*ABOUT THIS TASK*
Check each line of the entries below for the string "core"; copy every line where it appears.

*SOURCE DATA*
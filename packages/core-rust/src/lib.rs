//! Meta admin core: command schemas, cluster descriptors, and app env keys.

pub mod commands;
pub mod types;

pub use commands::{
    decode_command, env_keys, AdminCommand, BottommostLevelPolicy, BulkLoadStartCommand,
    CommandError, CommandLimits, CompactionType, ManualCompactionCommand, UsageScenario,
    UsageScenarioCommand,
};
pub use types::{
    AppInfo, AppSnapshot, AppStatus, BackupPolicyStatus, BulkLoadState, BulkLoadStatus,
    ClusterInfo, DuplicationEntry, DuplicationFailMode, DuplicationState, DuplicationStatus,
    HealthSummary, MetaFunctionLevel, NodeInfo, NodeStatus, PartitionBulkLoadState,
    PartitionConfiguration,
};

*WORKED SOLUTION*
filename packages/core-rust/src/lib.rs
//! Meta admin core: command schemas, cluster descriptors, and app env keys.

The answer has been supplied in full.